Check each line of the listing, and copy it if it contains the word "pops".

________________________________________

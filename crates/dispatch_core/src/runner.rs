//! Simulation runner: advances the clock and routes events into the ECS.
//!
//! Clock progression and event routing happen here, outside systems. Each step
//! pops the next event from [SimulationClock], inserts it as [CurrentEvent],
//! then runs the schedule.

use bevy_ecs::prelude::Res;
use bevy_ecs::prelude::{Schedule, World};
use bevy_ecs::schedule::IntoSystemConfigs;

use crate::clock::{CurrentEvent, Event, EventKind, SimulationClock};
use crate::scenario::SimulationEndTimeMs;
use crate::systems::{
    dispatch_cycle::dispatch_cycle_system, request_expired::request_expired_system,
    request_submitted::request_submitted_system, vehicle_task::vehicle_task_system,
};

fn is_vehicle_task_ended(event: Option<Res<CurrentEvent>>) -> bool {
    event
        .map(|e| e.0.kind == EventKind::VehicleTaskEnded)
        .unwrap_or(false)
}

fn is_request_expired(event: Option<Res<CurrentEvent>>) -> bool {
    event
        .map(|e| e.0.kind == EventKind::RequestExpired)
        .unwrap_or(false)
}

fn is_dispatch_cycle(event: Option<Res<CurrentEvent>>) -> bool {
    event
        .map(|e| e.0.kind == EventKind::DispatchCycle)
        .unwrap_or(false)
}

fn is_request_submitted(event: Option<Res<CurrentEvent>>) -> bool {
    event
        .map(|e| e.0.kind == EventKind::RequestSubmitted)
        .unwrap_or(false)
}

/// Runs one simulation step: pops the next event, inserts it as [CurrentEvent], then runs the schedule.
/// Returns `true` if an event was processed, `false` if the clock was empty or if the next event
/// is at or past [SimulationEndTimeMs] (when that resource is present).
pub fn run_next_event(world: &mut World, schedule: &mut Schedule) -> bool {
    run_next_event_with_hook(world, schedule, |_, _| {})
}

/// Runs one simulation step and invokes `hook` after the schedule completes.
pub fn run_next_event_with_hook<F>(world: &mut World, schedule: &mut Schedule, mut hook: F) -> bool
where
    F: FnMut(&World, &Event),
{
    let stop_at = world.get_resource::<SimulationEndTimeMs>().map(|e| e.0);
    let next_ts = world
        .get_resource::<SimulationClock>()
        .and_then(|c| c.next_event_time());
    if let (Some(end_ms), Some(ts)) = (stop_at, next_ts) {
        if ts >= end_ms {
            return false;
        }
    }

    let event = match world.resource_mut::<SimulationClock>().pop_next() {
        Some(e) => e,
        None => return false,
    };
    world.insert_resource(CurrentEvent(event));
    schedule.run(world);
    hook(world, &event);
    true
}

/// Runs simulation steps until the event queue is empty or `max_steps` is reached.
/// Returns the number of steps executed.
pub fn run_until_empty(world: &mut World, schedule: &mut Schedule, max_steps: usize) -> usize {
    let mut steps = 0;
    while steps < max_steps && run_next_event(world, schedule) {
        steps += 1;
    }
    steps
}

/// Builds the simulation schedule. Exactly one event is current per run, so
/// at most one system does work.
pub fn simulation_schedule() -> Schedule {
    let mut schedule = Schedule::default();
    schedule.add_systems((
        vehicle_task_system.run_if(is_vehicle_task_ended),
        request_expired_system.run_if(is_request_expired),
        dispatch_cycle_system.run_if(is_dispatch_cycle),
        request_submitted_system.run_if(is_request_submitted),
    ));
    schedule
}

/// Schedules the first dispatch cycle at time 0.
/// Call this after building the scenario and before running events.
pub fn initialize_simulation(world: &mut World) {
    let mut clock = world.resource_mut::<SimulationClock>();
    clock.schedule_at(0, EventKind::DispatchCycle, None);
}
//! Telemetry: the simulation event log and per-ride KPIs derived from it.

use std::collections::BTreeMap;
use std::io::Write;

use bevy_ecs::prelude::Resource;
use serde::{Deserialize, Serialize};

use crate::events::{DispatchEvent, EventSink};
use crate::model::{PassengerId, RequestId, SimTime, VehicleId};

/// Lifecycle transitions of a ride, as seen by the demand side.
#[derive(Debug, Clone, Copy, PartialEq, Eq, Serialize, Deserialize)]
#[serde(rename_all = "camelCase")]
pub enum RideEventKind {
    Submitted,
    Scheduled,
    Rejected,
    PickedUp,
    DroppedOff,
}

#[derive(Debug, Clone, PartialEq, Eq, Serialize, Deserialize)]
pub struct RideEvent {
    pub time: SimTime,
    pub kind: RideEventKind,
    pub request: RequestId,
    pub passenger: PassengerId,
    #[serde(skip_serializing_if = "Option::is_none")]
    pub vehicle: Option<VehicleId>,
}

/// One entry of the simulation event log.
#[derive(Debug, Clone, PartialEq, Eq, Serialize, Deserialize)]
#[serde(untagged)]
pub enum SimEvent {
    Dispatch(DispatchEvent),
    Ride(RideEvent),
}

impl SimEvent {
    pub fn time(&self) -> SimTime {
        match self {
            SimEvent::Dispatch(e) => e.time(),
            SimEvent::Ride(e) => e.time,
        }
    }

    pub fn request(&self) -> RequestId {
        match self {
            SimEvent::Dispatch(e) => e.request(),
            SimEvent::Ride(e) => e.request,
        }
    }
}

/// Timings of one request; missing stages are `None`.
#[derive(Debug, Clone, Default, PartialEq, Eq)]
pub struct RideRecord {
    pub request: Option<RequestId>,
    pub vehicle: Option<VehicleId>,
    pub submitted_at: Option<SimTime>,
    pub scheduled_at: Option<SimTime>,
    pub rejected_at: Option<SimTime>,
    pub picked_up_at: Option<SimTime>,
    pub dropped_off_at: Option<SimTime>,
}

impl RideRecord {
    /// Time from submission to the ride being committed to a vehicle.
    pub fn time_to_schedule(&self) -> Option<SimTime> {
        Some(self.scheduled_at?.saturating_sub(self.submitted_at?))
    }

    /// Time from submission to pickup.
    pub fn wait_time(&self) -> Option<SimTime> {
        Some(self.picked_up_at?.saturating_sub(self.submitted_at?))
    }

    pub fn ride_duration(&self) -> Option<SimTime> {
        Some(self.dropped_off_at?.saturating_sub(self.picked_up_at?))
    }

    pub fn is_completed(&self) -> bool {
        self.dropped_off_at.is_some()
    }
}

/// Append-only event log. Also the [EventSink] the dispatcher writes into.
#[derive(Debug, Default, Resource)]
pub struct EventLog {
    events: Vec<SimEvent>,
}

impl EventLog {
    pub fn record_ride(&mut self, event: RideEvent) {
        self.events.push(SimEvent::Ride(event));
    }

    pub fn events(&self) -> &[SimEvent] {
        &self.events
    }

    pub fn len(&self) -> usize {
        self.events.len()
    }

    pub fn is_empty(&self) -> bool {
        self.events.is_empty()
    }

    pub fn dispatch_events(&self) -> impl Iterator<Item = &DispatchEvent> {
        self.events.iter().filter_map(|e| match e {
            SimEvent::Dispatch(d) => Some(d),
            SimEvent::Ride(_) => None,
        })
    }

    pub fn ride_events(&self) -> impl Iterator<Item = &RideEvent> {
        self.events.iter().filter_map(|e| match e {
            SimEvent::Ride(r) => Some(r),
            SimEvent::Dispatch(_) => None,
        })
    }

    /// First ride event of `kind` for `request`.
    pub fn find_ride(&self, request: RequestId, kind: RideEventKind) -> Option<&RideEvent> {
        self.ride_events()
            .find(|e| e.request == request && e.kind == kind)
    }

    /// Per-request records, in request id order.
    pub fn ride_records(&self) -> BTreeMap<RequestId, RideRecord> {
        let mut records: BTreeMap<RequestId, RideRecord> = BTreeMap::new();
        for event in self.ride_events() {
            let record = records.entry(event.request).or_default();
            record.request = Some(event.request);
            if event.vehicle.is_some() {
                record.vehicle = event.vehicle;
            }
            let slot = match event.kind {
                RideEventKind::Submitted => &mut record.submitted_at,
                RideEventKind::Scheduled => &mut record.scheduled_at,
                RideEventKind::Rejected => &mut record.rejected_at,
                RideEventKind::PickedUp => &mut record.picked_up_at,
                RideEventKind::DroppedOff => &mut record.dropped_off_at,
            };
            slot.get_or_insert(event.time);
        }
        records
    }

    /// One JSON object per line, in log order.
    pub fn write_json_lines<W: Write>(&self, mut writer: W) -> Result<(), serde_json::Error> {
        for event in &self.events {
            serde_json::to_writer(&mut writer, event)?;
            writer.write_all(b"\n").map_err(serde_json::Error::io)?;
        }
        writer.flush().map_err(serde_json::Error::io)
    }
}

impl EventSink for EventLog {
    fn emit(&mut self, event: DispatchEvent) {
        self.events.push(SimEvent::Dispatch(event));
    }
}

#[cfg(test)]
mod tests {
    use super::*;

    fn ride(time: SimTime, kind: RideEventKind, vehicle: Option<u64>) -> RideEvent {
        RideEvent {
            time,
            kind,
            request: RequestId(1),
            passenger: PassengerId(10),
            vehicle: vehicle.map(VehicleId),
        }
    }

    #[test]
    fn records_derive_ride_kpis() {
        let mut log = EventLog::default();
        log.record_ride(ride(0, RideEventKind::Submitted, None));
        log.emit(DispatchEvent::ConfirmationCreated {
            time: 1_000,
            request: RequestId(1),
            passenger: PassengerId(10),
            vehicle: VehicleId(3),
        });
        log.record_ride(ride(1_000, RideEventKind::Scheduled, Some(3)));
        log.record_ride(ride(20_000, RideEventKind::PickedUp, Some(3)));
        log.record_ride(ride(90_000, RideEventKind::DroppedOff, Some(3)));

        assert_eq!(log.len(), 5);
        assert_eq!(log.dispatch_events().count(), 1);
        let records = log.ride_records();
        let record = &records[&RequestId(1)];
        assert_eq!(record.vehicle, Some(VehicleId(3)));
        assert_eq!(record.time_to_schedule(), Some(1_000));
        assert_eq!(record.wait_time(), Some(20_000));
        assert_eq!(record.ride_duration(), Some(70_000));
        assert!(record.is_completed());
        assert!(log.find_ride(RequestId(1), RideEventKind::Rejected).is_none());
    }

    #[test]
    fn json_lines_keep_event_types() {
        let mut log = EventLog::default();
        log.record_ride(ride(0, RideEventKind::Submitted, None));
        log.emit(DispatchEvent::ConfirmationCompleted {
            time: 5_000,
            request: RequestId(1),
            passenger: PassengerId(10),
            vehicle: VehicleId(3),
            accepted: false,
        });

        let mut out = Vec::new();
        log.write_json_lines(&mut out).expect("write");
        let text = String::from_utf8(out).expect("utf8");
        let lines: Vec<&str> = text.lines().collect();
        assert_eq!(lines.len(), 2);
        assert!(lines[0].contains("\"kind\":\"submitted\""));
        assert!(!lines[0].contains("vehicle"));
        assert!(lines[1].contains("\"type\":\"driverConfirmationCompleted\""));
        assert!(lines[1].contains("\"accepted\":false"));

        let parsed: SimEvent = serde_json::from_str(lines[1]).expect("parse");
        assert_eq!(parsed, log.events()[1]);
    }
}
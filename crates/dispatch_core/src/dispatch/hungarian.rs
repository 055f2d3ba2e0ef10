//! Hungarian (Kuhn-Munkres) solver for sparse minimum-cost bipartite assignment.
//!
//! Maximizes the number of assigned pairs first, then minimizes their summed
//! cost. Pairs not listed as edges are never assigned.

use pathfinding::kuhn_munkres::{kuhn_munkres, Weights};

/// Costs are clamped to one day, in milliseconds.
const MAX_COST_MS: i64 = 86_400_000;

/// Simple matrix type implementing pathfinding's Weights for i64.
struct I64Weights(Vec<Vec<i64>>);

impl Weights<i64> for I64Weights {
    fn rows(&self) -> usize {
        self.0.len()
    }

    fn columns(&self) -> usize {
        self.0.first().map_or(0, |r| r.len())
    }

    fn at(&self, row: usize, col: usize) -> i64 {
        self.0[row][col]
    }

    fn neg(&self) -> Self {
        I64Weights(
            self.0
                .iter()
                .map(|r| r.iter().map(|&x| x.saturating_neg()).collect())
                .collect(),
        )
    }
}

fn cost_to_ms(cost: f64) -> i64 {
    if cost.is_nan() || cost <= 0.0 {
        0
    } else {
        ((cost * 1000.0).round() as i64).min(MAX_COST_MS)
    }
}

/// Solve the assignment over `rows × cols` given sparse `(row, col, cost)` edges
/// (cost in seconds). Returns disjoint `(row, col)` pairs sorted by row.
pub fn solve(rows: usize, cols: usize, edges: &[(usize, usize, f64)]) -> Vec<(usize, usize)> {
    let edges: Vec<(usize, usize, i64)> = edges
        .iter()
        .filter(|(r, c, _)| *r < rows && *c < cols)
        .map(|&(r, c, cost)| (r, c, cost_to_ms(cost)))
        .collect();
    if edges.is_empty() {
        return Vec::new();
    }

    // Every feasible edge is worth more than any cost saving across the whole
    // assignment, so cardinality comes first.
    let pairs = rows.min(cols) as i64;
    let max_cost = edges.iter().map(|e| e.2).max().unwrap_or(0);
    let reward = (max_cost + 1).saturating_mul(pairs + 1);
    let infeasible = reward.saturating_mul(pairs + 1).saturating_neg();

    // Kuhn-Munkres requires rows <= columns. So we use the smaller set as rows.
    let transposed = rows > cols;
    let (n, m) = if transposed { (cols, rows) } else { (rows, cols) };
    let mut matrix = vec![vec![infeasible; m]; n];
    for &(r, c, cost) in &edges {
        let (i, j) = if transposed { (c, r) } else { (r, c) };
        matrix[i][j] = reward - cost;
    }
    let weights = I64Weights(matrix);

    let (_total, assignments) = kuhn_munkres(&weights);

    let mut result: Vec<(usize, usize)> = assignments
        .iter()
        .enumerate()
        .filter(|&(i, &j)| weights.at(i, j) > infeasible)
        .map(|(i, &j)| if transposed { (j, i) } else { (i, j) })
        .collect();
    result.sort_unstable();
    result
}
use bevy_ecs::prelude::{Res, ResMut};
use tracing::debug;

use crate::clock::{CurrentEvent, EventKind, SimulationClock};
use crate::dispatcher::DispatcherResource;
use crate::telemetry::{EventLog, RideEvent, RideEventKind};

/// The passenger stops searching. Only requests still unplanned are rejected;
/// a ride committed earlier is unaffected.
pub fn request_expired_system(
    event: Res<CurrentEvent>,
    clock: Res<SimulationClock>,
    mut dispatcher: ResMut<DispatcherResource>,
    mut log: ResMut<EventLog>,
) {
    if event.0.kind != EventKind::RequestExpired {
        return;
    }
    let Some(id) = event.0.request() else {
        return;
    };
    let now = clock.now();
    let Some(request) = dispatcher.withdraw(id, now, &mut *log) else {
        return;
    };
    debug!(
        request = %id,
        attempts = request.schedule_attempts,
        "request rejected"
    );
    log.record_ride(RideEvent {
        time: now,
        kind: RideEventKind::Rejected,
        request: id,
        passenger: request.passenger,
        vehicle: None,
    });
}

________________________________________

▸ WRITTEN REPLY
//! pops the next event from [SimulationClock], inserts it as [CurrentEvent],
/// Runs one simulation step: pops the next event, inserts it as [CurrentEvent], then runs the schedule.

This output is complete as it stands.